When should we go for Occupational / sensory integration therapy
Occupational therapy is a healthcare profession that aims to help a person achieve success in those tasks that occupy their time. This typically means playing and learning as well as eating, getting dressed, grooming and so on for children. An OT provides carefully designed challenges (therapeutic or purposeful activities) and assistive technology to build and assist developmental skills such as
- Sensory processing (taste, smell, hearing, touch, vision, movement, internal body awareness, attention span, and arousal level)
- Fine and gross motor skills(including all physical milestones to individual skills)
- Activity of daily living skills (ADLs)
- Visual perception
Therapeutic Activities are tasks that are functionally designed from daily activities and used as a treatment to improve strength and range of motion. These are functional and simple tasks that directly imitate real-life activity. Examples include lifting a weighted object and placing it on the top shelf, which is mainly to strengthen overhead shoulder movement.
Sensory processing is the meaningful reception, registration and interpretation process of sensory input from the different body senses and the environment. It is the process in which brain receives input from all possible resources including internal and external stimuli, organizes and responds to react in a control and constant manner.
Sensory processing receives background information from internal and external (environment) resources. The internal stimuli received from within the body through different senses, basic and most important are the following;
Visual Sense: Visual sense is responsible for seeing. The visual system uses the eyes to receive information, color, and movement.
Auditory Sense: Auditory sense is responsible for hearing. The auditory system uses the outer and middle ear to receive sound information. They receive information about volume, pitch and rhythm.
Olfactory Sense: Olfactory sense is the ability to interpret smells. It uses the nose to receive information about the chemical makeup of particles in the air to determine if the smell is safe or harmful.
Tactile sense: Tactile processing is responsible for touch perception. Its receptors are situated in the skin to receive touch sensations like pressure, vibration, movement, temperature, and pain. It is very important for the overall neural organization.
Proprioceptive Sense: Proprioceptive sense is the ability to interpret where your body parts are in relation to each other. It uses information from nerves and sheaths on the muscles and bones to inform about the position and movement of body through muscles contracting, stretching, bending, straightening, pulling, and compressing.
Vestibular sense: Vestibular sense is the ability to interpret information relating to movement and balance. The vestibular system uses the semi-circular canals in the inner ear to receive information about movement, change of direction, change of head position, and gravitational pull. It receives information about how fast or slow we are moving, balance, movement from the neck, eyes, and body, body position, and orientation in space.

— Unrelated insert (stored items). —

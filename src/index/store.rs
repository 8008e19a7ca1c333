//! Stored field values per document.

use ahash::AHashMap;

use crate::document::{Document, FieldValue, StoredDocument};
use crate::error::Result;

/// Holds the stored fields of every document slot, live or tombstoned.
///
/// A document with no stored fields still gets an (empty) entry, so
/// [`len`](Self::len) is the number of slots the index holds.
#[derive(Debug, Clone, Default, PartialEq, Eq)]
pub struct DocumentStore {
    docs: AHashMap<u64, StoredDocument>,
}

impl DocumentStore {
    pub fn new() -> Self {
        DocumentStore {
            docs: AHashMap::new(),
        }
    }

    /// Validate `doc` and keep its stored values under `doc_id`.
    ///
    /// Nothing is stored when any field is invalid.
    pub fn put(&mut self, doc_id: u64, doc: &Document) -> Result<()> {
        doc.validate()?;
        self.docs.insert(doc_id, StoredDocument::from_document(doc));
        Ok(())
    }

    /// Install an already stored document. Used when decoding a snapshot.
    pub(crate) fn insert(&mut self, doc_id: u64, stored: StoredDocument) {
        self.docs.insert(doc_id, stored);
    }

    /// The first stored value of `field` in `doc_id`.
    pub fn get(&self, doc_id: u64, field: &str) -> Option<&FieldValue> {
        self.docs.get(&doc_id).and_then(|doc| doc.get(field))
    }

    /// All stored values of `doc_id`.
    pub fn document(&self, doc_id: u64) -> Option<&StoredDocument> {
        self.docs.get(&doc_id)
    }

    pub fn contains(&self, doc_id: u64) -> bool {
        self.docs.contains_key(&doc_id)
    }

    /// Drop a document slot entirely.
    pub fn remove(&mut self, doc_id: u64) -> Option<StoredDocument> {
        self.docs.remove(&doc_id)
    }

    /// Number of document slots.
    pub fn len(&self) -> usize {
        self.docs.len()
    }

    pub fn is_empty(&self) -> bool {
        self.docs.is_empty()
    }

    /// Slot ids in ascending order.
    pub fn doc_ids(&self) -> Vec<u64> {
        let mut ids: Vec<u64> = self.docs.keys().copied().collect();
        ids.sort_unstable();
        ids
    }
}

#[cfg(test)]
mod tests {
    use super::*;
    use crate::document::FieldOptions;
    use crate::error::LucernaError;

    #[test]
    fn test_put_and_get() {
        let mut store = DocumentStore::new();
        let doc = Document::builder()
            .add_keyword("id", "1")
            .add_unstored("contents", "Amsterdam has lots of bridges")
            .add_text("city", "Amsterdam")
            .build();

        store.put(0, &doc).unwrap();

        assert_eq!(store.get(0, "city"), Some(&FieldValue::from("Amsterdam")));
        assert!(store.get(0, "contents").is_none());
        assert!(store.get(1, "city").is_none());
        assert_eq!(store.document(0).unwrap().len(), 2);
    }

    #[test]
    fn test_unstored_only_document_still_occupies_a_slot() {
        let mut store = DocumentStore::new();
        store
            .put(3, &Document::builder().add_unstored("body", "x").build())
            .unwrap();

        assert!(store.contains(3));
        assert_eq!(store.len(), 1);
        assert!(store.document(3).unwrap().is_empty());
    }

    #[test]
    fn test_invalid_document_is_not_stored() {
        let mut store = DocumentStore::new();
        let doc = Document::builder()
            .add_text("title", "fine")
            .add_field("blob", vec![0u8], FieldOptions::KEYWORD)
            .build();

        let result = store.put(0, &doc);
        assert!(matches!(result, Err(LucernaError::InvalidField(_))));
        assert!(store.is_empty());
    }

    #[test]
    fn test_remove_and_ids() {
        let mut store = DocumentStore::new();
        for id in [4, 1, 9] {
            store.put(id, &Document::builder().add_keyword("id", id.to_string()).build()).unwrap();
        }

        assert_eq!(store.doc_ids(), vec![1, 4, 9]);
        assert!(store.remove(4).is_some());
        assert!(store.remove(4).is_none());
        assert_eq!(store.doc_ids(), vec![1, 9]);
    }
}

Fine and Gross Motor Skills
Fine and Gross Motor Skills: Skills involving movement of large muscles, such as independent sitting, crawling, walking and running.
Fine Motor Skills: Skills involve use of smaller muscle movement, such as grasping, object manipulation, and pencil holding.
ADLs (Activities of Daily living skills)
Activity of daily living skills are basic self-care tasks that we learn in daily life, walking, feeding, dressing and grooming, toileting, bathing and transferring.
IADLs (Instrumental Activities of Daily living skills)
IADLs are not necessary for fundamental functioning but are related to independent living in a community such as cleaning and maintaining the house, managing money, moving within the community, preparing meals, shopping for groceries and necessities, taking prescribed medications, Using the telephone or other form of communication.
Handwriting skill: writing is a complex fine motor task for using language by pencil grip, letter formation, and body posture.
Visual Perception: Visual perception is the ability to see, organize and perceive our surroundings. The visual perception of colors, patterns, and structures are basic to respond appropriately, without visual perception, you would not be able to recognize common objects and have the eye-hand coordination required for many daily tasks.
Occupational therapy (OT) focuses on the treatment of physical, sensory, or cognitive disabilities including
- Autism spectrum disorder(ASD)
- Sensory processing difficulties: Sensory processing difficulties are related to problems in receiving, organizing and responding to information gathered through all the internal and external sources of input.
- Cerebral Palsy (CP) is defined as a persistent but unchangeable disorder of movement.
- Children with genetic conditions/syndromes
- Developmental Delay / Learning Difficulties
- Developmental Co-ordination Disorder / Dyspraxia
- Visual Perceptual Difficulties
- Poor Social Skills
The basic Occupational therapy areas of assessment are the following
- Physical/Development evaluation
- Sensory processing
- Balance, coordination and visual perception skills
- Fine motor and gross motor evaluation
- Hand Dexterity/handwriting skills
- Self-care skills
- Social and play skills
“Occupational Therapists work with people of all ages, helping them to carry out the activities that they need or want to do in order to lead healthy and fulfilling lives.”